EXERCISE INSTRUCTIONS:
In the records below, find each line holding the word "path" and copy it.

TASK DATA:
::::

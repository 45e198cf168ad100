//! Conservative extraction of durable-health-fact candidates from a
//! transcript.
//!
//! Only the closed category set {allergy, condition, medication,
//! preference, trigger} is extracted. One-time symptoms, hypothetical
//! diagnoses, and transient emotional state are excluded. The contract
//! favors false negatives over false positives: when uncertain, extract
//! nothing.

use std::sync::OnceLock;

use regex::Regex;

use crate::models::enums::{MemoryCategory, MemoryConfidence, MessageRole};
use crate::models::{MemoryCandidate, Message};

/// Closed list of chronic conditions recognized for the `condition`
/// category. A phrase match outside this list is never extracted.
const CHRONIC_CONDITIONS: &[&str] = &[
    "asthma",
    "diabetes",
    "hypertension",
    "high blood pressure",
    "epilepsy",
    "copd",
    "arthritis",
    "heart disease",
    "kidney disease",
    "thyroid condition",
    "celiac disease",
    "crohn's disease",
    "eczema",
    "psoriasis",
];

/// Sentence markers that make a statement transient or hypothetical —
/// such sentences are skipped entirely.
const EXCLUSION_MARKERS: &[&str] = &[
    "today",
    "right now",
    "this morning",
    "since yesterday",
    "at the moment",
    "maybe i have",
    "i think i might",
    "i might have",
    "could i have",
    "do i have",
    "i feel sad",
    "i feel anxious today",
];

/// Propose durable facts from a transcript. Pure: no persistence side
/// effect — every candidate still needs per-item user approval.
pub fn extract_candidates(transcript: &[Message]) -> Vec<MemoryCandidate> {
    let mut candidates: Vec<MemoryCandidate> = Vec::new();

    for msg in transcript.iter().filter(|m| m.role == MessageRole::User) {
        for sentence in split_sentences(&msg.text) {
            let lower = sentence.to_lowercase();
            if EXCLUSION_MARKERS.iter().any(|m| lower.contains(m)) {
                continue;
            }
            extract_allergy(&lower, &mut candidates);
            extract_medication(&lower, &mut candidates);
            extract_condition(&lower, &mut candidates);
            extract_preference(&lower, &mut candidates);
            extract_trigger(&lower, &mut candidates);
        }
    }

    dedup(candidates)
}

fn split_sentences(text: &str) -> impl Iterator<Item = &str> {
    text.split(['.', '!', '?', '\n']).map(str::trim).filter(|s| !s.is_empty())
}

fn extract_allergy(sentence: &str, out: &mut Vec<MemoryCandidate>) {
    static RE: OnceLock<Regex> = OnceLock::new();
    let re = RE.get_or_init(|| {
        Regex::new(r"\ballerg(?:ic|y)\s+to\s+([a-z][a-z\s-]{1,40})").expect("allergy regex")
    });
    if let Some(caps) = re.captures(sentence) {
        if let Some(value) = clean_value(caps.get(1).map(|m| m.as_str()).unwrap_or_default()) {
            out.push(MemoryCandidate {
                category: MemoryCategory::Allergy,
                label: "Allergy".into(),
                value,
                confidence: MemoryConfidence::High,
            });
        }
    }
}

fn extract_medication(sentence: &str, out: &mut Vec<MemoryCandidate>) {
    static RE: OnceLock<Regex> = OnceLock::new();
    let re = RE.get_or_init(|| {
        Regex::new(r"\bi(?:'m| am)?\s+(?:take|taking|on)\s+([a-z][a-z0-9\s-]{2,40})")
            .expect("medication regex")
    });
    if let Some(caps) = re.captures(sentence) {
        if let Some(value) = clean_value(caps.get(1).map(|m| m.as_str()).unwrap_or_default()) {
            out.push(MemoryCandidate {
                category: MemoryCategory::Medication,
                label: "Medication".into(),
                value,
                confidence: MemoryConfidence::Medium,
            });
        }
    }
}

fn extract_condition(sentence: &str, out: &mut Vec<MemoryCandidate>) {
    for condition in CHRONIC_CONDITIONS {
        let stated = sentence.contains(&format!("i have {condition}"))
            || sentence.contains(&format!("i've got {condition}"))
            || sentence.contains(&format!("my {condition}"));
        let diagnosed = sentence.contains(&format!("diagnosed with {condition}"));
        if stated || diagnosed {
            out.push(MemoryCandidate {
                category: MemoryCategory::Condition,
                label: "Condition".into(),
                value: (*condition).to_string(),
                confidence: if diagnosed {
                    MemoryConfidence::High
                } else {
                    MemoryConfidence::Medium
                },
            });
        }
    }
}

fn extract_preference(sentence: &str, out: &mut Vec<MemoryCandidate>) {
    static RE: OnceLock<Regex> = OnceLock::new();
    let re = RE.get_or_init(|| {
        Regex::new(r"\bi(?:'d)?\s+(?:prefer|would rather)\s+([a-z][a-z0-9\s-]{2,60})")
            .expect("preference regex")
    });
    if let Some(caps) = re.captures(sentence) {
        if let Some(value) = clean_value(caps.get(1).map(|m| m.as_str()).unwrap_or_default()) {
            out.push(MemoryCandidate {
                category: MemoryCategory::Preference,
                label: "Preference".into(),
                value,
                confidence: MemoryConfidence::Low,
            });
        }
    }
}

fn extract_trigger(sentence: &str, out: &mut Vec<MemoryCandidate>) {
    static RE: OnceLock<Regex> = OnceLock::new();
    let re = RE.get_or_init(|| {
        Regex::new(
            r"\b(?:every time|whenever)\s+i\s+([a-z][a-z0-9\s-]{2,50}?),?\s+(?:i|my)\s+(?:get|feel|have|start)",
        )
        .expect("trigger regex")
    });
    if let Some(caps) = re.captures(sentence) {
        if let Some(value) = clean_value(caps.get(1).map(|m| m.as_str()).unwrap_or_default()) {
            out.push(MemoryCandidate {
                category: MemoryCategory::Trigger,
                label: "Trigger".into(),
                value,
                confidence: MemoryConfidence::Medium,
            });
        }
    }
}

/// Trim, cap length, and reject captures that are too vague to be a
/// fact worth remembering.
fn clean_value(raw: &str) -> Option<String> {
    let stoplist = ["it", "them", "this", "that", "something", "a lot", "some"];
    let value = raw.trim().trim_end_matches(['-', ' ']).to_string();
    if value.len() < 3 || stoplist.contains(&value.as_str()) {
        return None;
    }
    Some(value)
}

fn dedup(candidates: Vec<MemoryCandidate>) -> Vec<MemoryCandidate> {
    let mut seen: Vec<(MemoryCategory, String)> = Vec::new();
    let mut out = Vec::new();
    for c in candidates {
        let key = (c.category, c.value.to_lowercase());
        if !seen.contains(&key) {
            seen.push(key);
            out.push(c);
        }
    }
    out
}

::::

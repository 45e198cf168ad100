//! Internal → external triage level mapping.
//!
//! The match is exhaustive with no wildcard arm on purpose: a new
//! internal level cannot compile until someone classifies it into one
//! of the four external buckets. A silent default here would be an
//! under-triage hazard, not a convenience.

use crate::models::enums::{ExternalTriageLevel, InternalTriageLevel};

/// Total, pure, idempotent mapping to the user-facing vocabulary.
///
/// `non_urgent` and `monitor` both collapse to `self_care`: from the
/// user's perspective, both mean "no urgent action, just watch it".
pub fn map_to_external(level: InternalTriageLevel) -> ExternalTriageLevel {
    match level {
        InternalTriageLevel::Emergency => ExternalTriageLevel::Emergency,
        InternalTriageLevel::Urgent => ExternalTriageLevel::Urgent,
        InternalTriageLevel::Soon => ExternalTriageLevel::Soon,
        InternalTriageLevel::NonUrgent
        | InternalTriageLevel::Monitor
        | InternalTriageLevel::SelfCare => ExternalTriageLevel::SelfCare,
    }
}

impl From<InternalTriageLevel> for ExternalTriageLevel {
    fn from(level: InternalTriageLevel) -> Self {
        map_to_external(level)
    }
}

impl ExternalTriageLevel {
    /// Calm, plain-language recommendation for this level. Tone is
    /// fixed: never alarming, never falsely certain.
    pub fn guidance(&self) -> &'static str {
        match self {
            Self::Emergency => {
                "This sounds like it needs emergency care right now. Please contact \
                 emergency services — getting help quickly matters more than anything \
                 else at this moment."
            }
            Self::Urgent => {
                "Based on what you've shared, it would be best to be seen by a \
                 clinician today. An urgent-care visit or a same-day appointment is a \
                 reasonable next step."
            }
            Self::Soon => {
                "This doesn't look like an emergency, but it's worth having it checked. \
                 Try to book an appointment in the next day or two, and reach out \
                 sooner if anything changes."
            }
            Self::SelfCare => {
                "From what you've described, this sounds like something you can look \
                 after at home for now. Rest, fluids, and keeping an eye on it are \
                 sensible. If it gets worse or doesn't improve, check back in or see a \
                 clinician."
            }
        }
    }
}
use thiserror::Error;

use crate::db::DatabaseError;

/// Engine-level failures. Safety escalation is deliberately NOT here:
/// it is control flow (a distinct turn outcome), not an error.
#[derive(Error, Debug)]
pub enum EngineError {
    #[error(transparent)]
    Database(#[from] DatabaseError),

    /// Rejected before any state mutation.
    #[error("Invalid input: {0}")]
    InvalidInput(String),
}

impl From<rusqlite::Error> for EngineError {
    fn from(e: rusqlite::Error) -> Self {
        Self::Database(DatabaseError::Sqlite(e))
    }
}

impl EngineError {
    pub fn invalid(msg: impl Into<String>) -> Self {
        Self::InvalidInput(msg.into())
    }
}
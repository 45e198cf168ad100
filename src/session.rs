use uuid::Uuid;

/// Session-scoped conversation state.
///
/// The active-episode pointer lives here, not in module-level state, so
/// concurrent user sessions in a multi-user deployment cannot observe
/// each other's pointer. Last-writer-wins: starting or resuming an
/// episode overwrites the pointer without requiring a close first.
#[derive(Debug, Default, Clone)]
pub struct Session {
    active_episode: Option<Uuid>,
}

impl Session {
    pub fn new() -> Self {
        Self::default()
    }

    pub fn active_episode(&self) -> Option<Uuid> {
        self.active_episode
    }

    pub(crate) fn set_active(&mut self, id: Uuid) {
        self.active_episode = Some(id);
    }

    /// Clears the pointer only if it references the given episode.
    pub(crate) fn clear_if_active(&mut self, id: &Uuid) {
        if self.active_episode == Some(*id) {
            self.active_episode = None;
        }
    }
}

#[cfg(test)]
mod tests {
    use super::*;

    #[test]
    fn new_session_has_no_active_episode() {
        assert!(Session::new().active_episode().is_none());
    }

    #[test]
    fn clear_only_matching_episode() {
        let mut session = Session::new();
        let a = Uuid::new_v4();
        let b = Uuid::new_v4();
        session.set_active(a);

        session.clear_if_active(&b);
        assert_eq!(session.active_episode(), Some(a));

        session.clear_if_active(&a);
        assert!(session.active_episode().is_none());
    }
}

::::

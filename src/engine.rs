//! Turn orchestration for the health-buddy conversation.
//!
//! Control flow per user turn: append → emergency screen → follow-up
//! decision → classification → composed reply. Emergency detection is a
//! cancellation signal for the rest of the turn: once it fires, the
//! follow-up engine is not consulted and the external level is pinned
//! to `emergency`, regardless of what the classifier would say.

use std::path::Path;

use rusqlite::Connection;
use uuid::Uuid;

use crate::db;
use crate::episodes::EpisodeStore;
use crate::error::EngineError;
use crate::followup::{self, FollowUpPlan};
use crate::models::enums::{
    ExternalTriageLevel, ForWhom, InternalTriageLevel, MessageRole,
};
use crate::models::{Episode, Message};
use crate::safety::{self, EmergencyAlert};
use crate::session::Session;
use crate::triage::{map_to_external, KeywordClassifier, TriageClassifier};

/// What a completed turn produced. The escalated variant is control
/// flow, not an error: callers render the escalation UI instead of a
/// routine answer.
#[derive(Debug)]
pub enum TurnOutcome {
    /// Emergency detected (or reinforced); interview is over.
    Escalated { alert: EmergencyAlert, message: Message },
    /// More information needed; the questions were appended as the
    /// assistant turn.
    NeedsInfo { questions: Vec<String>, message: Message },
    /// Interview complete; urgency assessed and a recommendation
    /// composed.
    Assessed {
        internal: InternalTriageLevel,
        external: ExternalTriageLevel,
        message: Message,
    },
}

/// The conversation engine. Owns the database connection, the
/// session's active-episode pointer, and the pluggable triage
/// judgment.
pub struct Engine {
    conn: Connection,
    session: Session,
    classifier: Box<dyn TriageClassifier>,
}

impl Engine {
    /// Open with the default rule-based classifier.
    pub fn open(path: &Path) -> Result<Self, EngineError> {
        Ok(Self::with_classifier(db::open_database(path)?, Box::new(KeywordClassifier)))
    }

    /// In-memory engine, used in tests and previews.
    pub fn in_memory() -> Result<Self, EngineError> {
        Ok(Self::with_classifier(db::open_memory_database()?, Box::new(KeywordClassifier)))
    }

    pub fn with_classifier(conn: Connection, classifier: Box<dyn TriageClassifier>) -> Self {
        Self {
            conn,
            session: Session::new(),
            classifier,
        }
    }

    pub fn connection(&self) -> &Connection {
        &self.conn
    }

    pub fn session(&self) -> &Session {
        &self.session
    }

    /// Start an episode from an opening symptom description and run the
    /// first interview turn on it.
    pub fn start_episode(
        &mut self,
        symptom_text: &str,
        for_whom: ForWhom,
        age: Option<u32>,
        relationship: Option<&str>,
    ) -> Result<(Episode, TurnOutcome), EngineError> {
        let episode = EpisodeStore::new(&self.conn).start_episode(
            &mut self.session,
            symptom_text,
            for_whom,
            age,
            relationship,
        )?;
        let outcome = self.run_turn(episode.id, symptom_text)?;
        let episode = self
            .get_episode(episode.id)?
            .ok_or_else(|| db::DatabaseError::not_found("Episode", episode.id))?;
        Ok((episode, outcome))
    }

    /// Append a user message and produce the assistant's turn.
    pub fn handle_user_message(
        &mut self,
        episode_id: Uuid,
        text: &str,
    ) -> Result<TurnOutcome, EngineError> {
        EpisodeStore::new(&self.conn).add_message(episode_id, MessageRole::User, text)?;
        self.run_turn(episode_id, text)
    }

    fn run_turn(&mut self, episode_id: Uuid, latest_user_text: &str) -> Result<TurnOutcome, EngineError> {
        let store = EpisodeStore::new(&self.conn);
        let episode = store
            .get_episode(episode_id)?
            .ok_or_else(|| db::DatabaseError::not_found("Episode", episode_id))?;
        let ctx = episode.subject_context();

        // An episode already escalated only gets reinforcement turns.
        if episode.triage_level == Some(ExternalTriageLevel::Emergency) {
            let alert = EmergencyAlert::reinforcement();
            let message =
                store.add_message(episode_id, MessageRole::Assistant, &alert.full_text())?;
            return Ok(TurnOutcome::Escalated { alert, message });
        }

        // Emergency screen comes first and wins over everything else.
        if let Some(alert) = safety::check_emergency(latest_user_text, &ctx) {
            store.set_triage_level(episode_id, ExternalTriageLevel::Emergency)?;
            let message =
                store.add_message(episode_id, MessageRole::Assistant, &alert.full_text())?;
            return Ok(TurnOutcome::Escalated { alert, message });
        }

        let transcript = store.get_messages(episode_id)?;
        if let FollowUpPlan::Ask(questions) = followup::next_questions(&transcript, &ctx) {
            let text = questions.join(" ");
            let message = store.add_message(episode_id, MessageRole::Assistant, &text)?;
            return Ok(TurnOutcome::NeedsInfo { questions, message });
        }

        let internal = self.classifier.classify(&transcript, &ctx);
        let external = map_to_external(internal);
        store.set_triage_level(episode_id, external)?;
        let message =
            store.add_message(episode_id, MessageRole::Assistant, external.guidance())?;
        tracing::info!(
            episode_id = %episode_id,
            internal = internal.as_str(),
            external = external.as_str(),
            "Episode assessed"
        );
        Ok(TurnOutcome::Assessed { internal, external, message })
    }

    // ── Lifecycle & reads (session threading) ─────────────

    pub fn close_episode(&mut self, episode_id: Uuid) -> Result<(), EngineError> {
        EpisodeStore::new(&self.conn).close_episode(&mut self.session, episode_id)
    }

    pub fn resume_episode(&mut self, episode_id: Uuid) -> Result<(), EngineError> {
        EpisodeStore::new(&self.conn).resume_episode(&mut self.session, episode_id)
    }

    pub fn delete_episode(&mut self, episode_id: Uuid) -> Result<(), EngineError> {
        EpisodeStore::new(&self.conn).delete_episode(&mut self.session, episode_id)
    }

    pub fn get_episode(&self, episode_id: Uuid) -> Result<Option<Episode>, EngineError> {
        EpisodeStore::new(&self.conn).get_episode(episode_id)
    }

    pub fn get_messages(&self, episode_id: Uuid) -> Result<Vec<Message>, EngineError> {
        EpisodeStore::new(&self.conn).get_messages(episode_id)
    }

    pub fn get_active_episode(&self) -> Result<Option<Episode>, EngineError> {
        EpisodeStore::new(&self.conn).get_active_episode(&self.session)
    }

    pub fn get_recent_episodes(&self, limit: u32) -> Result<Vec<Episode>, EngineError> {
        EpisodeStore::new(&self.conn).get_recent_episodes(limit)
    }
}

::::

TASK RESULT:
use std::path::Path;
    pub fn open(path: &Path) -> Result<Self, EngineError> {
        Ok(Self::with_classifier(db::open_database(path)?, Box::new(KeywordClassifier)))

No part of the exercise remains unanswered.